* [RECORDS TO USE]:
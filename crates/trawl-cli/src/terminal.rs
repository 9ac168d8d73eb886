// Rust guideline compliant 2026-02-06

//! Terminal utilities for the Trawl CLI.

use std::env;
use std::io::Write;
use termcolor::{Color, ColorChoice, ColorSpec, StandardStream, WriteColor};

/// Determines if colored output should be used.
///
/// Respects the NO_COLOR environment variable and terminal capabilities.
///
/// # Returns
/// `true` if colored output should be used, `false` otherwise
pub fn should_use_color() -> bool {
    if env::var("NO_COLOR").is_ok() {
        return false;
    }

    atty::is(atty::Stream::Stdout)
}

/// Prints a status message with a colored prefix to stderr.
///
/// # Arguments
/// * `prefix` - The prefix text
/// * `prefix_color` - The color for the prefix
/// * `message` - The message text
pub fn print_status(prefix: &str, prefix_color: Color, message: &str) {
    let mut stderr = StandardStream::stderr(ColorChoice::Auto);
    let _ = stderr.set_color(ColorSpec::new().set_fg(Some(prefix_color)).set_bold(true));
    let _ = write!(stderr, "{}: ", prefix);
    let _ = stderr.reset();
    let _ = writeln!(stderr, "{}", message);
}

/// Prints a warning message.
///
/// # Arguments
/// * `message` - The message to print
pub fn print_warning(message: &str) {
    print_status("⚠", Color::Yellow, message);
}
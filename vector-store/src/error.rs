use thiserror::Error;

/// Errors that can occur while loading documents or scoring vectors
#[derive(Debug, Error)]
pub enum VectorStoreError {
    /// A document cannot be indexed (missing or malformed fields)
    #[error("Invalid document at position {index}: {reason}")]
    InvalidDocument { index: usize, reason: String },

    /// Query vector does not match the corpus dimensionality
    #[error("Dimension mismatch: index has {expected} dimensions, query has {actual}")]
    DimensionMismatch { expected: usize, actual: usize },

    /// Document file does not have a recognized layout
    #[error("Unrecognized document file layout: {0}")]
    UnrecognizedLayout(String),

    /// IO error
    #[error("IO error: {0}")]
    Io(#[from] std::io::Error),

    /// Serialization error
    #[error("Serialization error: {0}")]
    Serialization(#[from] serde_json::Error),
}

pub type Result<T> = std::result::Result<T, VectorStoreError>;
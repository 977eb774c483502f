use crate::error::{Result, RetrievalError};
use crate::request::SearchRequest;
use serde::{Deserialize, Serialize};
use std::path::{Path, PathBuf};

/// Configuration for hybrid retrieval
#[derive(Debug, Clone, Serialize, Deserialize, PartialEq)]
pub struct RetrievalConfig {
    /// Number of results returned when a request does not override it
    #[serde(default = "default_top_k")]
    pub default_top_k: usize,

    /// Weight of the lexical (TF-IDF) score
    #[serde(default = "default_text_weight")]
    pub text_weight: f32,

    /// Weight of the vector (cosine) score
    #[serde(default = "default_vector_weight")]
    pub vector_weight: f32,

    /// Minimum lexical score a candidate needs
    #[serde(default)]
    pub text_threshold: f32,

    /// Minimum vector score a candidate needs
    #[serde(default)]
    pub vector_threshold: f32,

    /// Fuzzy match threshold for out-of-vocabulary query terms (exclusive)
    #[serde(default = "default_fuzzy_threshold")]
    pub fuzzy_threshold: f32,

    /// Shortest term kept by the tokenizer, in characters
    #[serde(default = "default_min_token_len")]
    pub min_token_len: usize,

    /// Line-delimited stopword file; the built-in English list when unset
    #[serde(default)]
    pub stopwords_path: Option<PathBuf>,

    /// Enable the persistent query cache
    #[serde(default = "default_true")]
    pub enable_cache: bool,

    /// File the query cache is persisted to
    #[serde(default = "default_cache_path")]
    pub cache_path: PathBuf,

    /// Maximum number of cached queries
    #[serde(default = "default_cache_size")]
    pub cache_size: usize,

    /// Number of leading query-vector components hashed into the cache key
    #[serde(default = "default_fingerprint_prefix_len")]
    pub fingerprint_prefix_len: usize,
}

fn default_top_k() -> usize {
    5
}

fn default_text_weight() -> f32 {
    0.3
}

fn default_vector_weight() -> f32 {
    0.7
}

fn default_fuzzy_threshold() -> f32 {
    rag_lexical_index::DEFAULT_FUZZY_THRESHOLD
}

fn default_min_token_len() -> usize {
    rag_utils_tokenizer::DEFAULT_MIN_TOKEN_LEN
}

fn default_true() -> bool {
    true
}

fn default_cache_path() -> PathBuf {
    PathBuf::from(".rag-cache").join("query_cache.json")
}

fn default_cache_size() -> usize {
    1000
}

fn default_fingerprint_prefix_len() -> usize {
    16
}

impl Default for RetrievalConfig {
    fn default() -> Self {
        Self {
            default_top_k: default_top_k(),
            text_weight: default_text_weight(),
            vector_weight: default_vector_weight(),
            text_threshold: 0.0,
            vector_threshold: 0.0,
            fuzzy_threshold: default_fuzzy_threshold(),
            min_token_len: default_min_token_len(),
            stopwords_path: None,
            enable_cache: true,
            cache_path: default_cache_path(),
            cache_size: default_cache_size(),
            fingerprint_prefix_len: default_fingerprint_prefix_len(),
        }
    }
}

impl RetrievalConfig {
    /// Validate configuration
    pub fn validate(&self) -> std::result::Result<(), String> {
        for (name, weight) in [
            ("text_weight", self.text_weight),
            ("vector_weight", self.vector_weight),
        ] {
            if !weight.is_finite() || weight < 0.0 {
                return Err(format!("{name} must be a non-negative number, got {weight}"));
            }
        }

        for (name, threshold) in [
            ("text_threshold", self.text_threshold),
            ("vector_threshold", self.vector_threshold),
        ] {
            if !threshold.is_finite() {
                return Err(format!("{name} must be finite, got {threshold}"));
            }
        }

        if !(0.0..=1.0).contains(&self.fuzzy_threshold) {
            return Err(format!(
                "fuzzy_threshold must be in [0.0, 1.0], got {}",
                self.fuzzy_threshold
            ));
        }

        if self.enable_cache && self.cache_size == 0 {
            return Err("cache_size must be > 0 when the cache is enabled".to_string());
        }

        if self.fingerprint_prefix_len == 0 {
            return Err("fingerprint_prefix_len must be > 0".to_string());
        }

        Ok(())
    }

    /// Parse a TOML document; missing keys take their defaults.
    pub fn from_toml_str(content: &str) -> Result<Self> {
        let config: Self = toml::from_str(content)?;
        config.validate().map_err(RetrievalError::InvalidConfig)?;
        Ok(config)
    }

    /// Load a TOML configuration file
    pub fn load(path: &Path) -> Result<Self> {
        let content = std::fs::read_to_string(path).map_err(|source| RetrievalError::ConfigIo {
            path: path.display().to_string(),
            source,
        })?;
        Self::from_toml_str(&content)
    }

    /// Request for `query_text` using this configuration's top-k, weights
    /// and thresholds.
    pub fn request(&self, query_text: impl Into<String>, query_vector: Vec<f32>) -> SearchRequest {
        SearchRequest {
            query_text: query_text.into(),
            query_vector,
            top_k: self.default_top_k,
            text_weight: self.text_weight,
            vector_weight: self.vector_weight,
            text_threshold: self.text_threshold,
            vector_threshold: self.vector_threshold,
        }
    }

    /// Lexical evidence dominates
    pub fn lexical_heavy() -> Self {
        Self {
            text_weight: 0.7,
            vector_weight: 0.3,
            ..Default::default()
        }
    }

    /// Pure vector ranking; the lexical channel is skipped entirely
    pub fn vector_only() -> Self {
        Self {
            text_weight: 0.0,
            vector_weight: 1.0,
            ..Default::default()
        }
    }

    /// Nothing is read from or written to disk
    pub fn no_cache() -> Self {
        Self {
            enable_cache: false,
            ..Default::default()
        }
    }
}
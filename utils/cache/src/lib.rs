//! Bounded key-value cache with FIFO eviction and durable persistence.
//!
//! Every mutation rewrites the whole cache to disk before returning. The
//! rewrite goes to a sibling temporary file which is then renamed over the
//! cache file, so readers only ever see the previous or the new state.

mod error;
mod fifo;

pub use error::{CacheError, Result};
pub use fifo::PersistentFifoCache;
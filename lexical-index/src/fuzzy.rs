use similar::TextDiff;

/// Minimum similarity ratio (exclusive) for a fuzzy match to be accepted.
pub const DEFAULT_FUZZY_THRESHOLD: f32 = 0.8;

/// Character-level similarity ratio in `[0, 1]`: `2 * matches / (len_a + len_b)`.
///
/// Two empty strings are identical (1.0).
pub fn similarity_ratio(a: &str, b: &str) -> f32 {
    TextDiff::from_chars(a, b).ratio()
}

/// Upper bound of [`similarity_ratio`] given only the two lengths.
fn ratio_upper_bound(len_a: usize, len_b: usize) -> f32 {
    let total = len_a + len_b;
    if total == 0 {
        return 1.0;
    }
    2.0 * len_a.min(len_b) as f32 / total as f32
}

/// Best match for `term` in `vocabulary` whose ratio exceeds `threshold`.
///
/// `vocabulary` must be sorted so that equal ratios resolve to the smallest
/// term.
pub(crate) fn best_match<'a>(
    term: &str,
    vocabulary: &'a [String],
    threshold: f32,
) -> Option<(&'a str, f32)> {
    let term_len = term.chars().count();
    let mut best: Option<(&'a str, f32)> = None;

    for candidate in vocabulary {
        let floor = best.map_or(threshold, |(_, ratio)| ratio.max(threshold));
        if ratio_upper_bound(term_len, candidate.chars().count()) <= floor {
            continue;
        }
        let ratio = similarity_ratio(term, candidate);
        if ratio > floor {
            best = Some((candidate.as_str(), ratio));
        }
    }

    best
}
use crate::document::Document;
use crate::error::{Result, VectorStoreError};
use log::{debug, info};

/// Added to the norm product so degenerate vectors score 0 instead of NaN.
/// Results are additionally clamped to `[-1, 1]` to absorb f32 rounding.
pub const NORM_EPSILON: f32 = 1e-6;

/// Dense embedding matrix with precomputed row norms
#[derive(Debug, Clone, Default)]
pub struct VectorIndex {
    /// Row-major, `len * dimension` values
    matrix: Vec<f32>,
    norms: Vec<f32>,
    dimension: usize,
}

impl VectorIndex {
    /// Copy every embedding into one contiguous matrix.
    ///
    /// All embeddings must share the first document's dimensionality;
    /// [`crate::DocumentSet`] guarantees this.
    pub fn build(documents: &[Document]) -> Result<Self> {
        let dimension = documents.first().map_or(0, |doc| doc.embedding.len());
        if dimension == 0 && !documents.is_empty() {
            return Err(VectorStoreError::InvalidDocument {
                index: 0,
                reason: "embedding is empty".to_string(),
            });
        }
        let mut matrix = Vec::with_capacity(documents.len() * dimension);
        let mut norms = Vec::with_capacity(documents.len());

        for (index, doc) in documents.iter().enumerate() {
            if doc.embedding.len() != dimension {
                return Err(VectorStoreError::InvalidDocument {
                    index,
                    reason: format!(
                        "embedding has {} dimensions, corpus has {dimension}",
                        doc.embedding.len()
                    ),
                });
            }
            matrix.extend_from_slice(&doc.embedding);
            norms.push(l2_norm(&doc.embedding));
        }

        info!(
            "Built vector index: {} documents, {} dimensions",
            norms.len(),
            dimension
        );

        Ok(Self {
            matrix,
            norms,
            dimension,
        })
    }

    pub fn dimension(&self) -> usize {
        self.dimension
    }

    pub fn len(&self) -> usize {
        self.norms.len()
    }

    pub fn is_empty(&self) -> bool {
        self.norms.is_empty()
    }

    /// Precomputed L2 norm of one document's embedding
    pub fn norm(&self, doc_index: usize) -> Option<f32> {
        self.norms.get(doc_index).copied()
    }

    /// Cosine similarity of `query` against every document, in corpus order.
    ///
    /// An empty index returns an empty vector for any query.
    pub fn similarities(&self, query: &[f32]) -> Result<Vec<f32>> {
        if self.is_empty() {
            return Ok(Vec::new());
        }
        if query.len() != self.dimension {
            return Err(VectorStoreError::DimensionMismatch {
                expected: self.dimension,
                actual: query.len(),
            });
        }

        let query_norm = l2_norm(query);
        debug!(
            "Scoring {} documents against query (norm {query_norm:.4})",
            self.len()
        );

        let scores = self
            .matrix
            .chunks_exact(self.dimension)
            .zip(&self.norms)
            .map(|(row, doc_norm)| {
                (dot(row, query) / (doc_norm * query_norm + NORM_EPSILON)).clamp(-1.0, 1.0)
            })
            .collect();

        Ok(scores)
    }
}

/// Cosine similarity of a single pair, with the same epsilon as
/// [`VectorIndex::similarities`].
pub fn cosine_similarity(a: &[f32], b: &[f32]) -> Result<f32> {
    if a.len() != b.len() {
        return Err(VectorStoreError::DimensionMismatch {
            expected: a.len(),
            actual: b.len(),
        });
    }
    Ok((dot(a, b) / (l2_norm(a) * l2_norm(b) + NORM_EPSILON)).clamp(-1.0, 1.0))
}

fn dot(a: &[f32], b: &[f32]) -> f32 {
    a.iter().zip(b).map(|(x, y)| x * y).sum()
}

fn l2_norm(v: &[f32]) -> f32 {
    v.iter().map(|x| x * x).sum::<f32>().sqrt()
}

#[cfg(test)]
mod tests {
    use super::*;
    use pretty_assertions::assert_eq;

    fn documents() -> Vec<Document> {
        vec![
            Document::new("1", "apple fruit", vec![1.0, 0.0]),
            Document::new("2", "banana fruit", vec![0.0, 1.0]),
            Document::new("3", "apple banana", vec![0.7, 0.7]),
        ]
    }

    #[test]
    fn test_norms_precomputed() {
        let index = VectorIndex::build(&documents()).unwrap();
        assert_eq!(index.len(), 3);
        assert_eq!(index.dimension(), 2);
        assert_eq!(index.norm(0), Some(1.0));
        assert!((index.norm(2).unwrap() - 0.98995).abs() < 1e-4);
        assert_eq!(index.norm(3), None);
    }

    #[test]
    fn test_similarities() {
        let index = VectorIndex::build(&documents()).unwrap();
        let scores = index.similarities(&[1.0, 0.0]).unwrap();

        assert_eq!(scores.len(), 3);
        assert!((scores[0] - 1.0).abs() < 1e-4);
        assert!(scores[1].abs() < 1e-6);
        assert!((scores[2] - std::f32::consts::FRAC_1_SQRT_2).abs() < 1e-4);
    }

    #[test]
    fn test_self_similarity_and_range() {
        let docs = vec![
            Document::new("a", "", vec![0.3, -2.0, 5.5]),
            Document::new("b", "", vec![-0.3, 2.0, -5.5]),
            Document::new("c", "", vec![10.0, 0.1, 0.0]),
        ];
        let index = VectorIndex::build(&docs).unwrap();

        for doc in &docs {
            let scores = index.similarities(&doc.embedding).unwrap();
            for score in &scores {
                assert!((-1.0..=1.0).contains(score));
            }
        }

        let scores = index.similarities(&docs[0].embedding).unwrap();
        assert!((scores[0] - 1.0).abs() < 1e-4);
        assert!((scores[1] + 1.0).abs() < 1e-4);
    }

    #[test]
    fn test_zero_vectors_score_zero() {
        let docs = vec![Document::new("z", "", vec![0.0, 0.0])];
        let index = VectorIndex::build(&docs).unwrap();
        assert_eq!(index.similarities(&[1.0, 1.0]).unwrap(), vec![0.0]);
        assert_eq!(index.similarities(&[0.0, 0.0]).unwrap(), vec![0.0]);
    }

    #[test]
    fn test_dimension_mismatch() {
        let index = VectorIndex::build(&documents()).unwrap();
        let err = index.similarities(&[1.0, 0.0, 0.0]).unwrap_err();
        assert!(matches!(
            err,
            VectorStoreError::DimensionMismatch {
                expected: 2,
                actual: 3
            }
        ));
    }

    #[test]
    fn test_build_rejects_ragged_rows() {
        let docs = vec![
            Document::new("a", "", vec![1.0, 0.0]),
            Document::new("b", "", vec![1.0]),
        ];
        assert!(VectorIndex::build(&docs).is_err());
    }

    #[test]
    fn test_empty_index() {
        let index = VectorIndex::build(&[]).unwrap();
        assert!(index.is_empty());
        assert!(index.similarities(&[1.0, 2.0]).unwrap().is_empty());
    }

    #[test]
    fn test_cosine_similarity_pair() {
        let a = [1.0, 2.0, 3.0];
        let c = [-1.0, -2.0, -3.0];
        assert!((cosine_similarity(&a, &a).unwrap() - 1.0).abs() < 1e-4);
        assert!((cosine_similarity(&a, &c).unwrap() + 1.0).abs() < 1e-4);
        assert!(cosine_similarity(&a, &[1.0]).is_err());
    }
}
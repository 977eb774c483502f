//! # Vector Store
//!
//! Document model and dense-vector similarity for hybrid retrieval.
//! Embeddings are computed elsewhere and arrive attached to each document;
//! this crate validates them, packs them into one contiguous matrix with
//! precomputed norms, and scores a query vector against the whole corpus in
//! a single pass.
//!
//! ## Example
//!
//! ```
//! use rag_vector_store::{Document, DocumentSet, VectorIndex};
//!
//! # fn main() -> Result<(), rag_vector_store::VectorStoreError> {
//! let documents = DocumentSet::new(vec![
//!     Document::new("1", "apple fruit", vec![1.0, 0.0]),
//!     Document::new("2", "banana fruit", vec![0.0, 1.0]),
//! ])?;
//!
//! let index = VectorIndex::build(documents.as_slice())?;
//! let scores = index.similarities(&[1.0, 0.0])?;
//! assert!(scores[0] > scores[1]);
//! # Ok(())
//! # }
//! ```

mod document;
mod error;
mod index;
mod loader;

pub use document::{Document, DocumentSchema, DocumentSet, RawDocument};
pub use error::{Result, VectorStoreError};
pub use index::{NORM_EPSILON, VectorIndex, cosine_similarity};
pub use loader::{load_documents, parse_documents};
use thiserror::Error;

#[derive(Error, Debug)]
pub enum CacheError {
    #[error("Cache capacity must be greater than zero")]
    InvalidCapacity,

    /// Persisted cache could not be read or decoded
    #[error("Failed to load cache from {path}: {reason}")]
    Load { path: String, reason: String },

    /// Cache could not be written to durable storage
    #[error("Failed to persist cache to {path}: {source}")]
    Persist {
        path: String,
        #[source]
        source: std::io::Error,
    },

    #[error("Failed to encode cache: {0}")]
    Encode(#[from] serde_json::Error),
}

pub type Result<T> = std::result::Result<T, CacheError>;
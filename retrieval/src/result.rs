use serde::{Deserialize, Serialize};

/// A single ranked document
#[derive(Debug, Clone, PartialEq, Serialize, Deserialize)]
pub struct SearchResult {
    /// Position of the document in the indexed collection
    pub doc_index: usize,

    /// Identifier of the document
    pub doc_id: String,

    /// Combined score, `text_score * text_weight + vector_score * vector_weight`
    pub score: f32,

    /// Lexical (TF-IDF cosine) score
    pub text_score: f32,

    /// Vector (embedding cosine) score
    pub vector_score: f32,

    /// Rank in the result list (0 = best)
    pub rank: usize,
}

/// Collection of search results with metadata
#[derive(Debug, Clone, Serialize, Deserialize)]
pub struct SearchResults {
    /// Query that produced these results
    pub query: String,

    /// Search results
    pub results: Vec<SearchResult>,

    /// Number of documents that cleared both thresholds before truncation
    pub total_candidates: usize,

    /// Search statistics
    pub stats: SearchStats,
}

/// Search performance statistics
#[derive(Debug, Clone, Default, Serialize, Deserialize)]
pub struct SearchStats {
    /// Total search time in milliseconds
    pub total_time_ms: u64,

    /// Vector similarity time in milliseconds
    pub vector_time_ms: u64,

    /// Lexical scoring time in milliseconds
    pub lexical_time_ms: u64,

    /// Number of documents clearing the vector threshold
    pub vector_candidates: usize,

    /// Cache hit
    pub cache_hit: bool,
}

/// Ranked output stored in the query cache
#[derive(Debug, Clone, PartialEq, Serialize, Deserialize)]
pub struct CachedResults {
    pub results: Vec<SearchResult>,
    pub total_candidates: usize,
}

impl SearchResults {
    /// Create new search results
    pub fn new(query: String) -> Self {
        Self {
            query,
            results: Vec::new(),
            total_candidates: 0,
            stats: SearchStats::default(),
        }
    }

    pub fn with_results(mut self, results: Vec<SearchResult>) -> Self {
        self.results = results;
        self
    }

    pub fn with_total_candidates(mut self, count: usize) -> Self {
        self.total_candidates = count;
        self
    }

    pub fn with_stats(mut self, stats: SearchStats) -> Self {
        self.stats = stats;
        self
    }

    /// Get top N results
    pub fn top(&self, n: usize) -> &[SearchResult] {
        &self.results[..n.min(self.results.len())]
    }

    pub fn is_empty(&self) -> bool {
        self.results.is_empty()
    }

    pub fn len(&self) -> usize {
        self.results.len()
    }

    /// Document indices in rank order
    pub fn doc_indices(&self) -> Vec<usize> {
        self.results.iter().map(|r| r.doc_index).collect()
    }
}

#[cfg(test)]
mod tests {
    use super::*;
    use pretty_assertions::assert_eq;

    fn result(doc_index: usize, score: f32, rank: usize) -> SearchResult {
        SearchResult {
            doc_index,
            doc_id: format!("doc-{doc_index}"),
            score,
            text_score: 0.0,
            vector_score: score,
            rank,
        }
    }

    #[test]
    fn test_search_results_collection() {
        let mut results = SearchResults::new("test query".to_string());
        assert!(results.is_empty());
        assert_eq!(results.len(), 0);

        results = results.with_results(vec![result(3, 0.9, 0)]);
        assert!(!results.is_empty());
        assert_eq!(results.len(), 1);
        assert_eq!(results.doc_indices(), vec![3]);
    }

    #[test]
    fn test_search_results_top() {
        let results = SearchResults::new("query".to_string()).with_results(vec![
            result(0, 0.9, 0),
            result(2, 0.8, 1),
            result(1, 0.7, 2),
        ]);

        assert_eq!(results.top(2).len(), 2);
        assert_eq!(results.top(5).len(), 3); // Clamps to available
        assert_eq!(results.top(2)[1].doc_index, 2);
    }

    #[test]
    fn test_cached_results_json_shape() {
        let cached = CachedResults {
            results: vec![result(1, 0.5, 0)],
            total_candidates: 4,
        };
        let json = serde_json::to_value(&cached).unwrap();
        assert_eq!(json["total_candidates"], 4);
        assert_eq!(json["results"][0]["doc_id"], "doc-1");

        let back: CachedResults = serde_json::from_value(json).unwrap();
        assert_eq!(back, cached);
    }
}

* [BRIEF]: Show all lines above that contain "message".

* [OUTPUT FOR THIS EXERCISE]:
/// Prints a status message with a colored prefix to stderr.
/// * `message` - The message text
pub fn print_status(prefix: &str, prefix_color: Color, message: &str) {
    let _ = writeln!(stderr, "{}", message);
/// Prints a warning message.
/// * `message` - The message to print
pub fn print_warning(message: &str) {
    print_status("⚠", Color::Yellow, message);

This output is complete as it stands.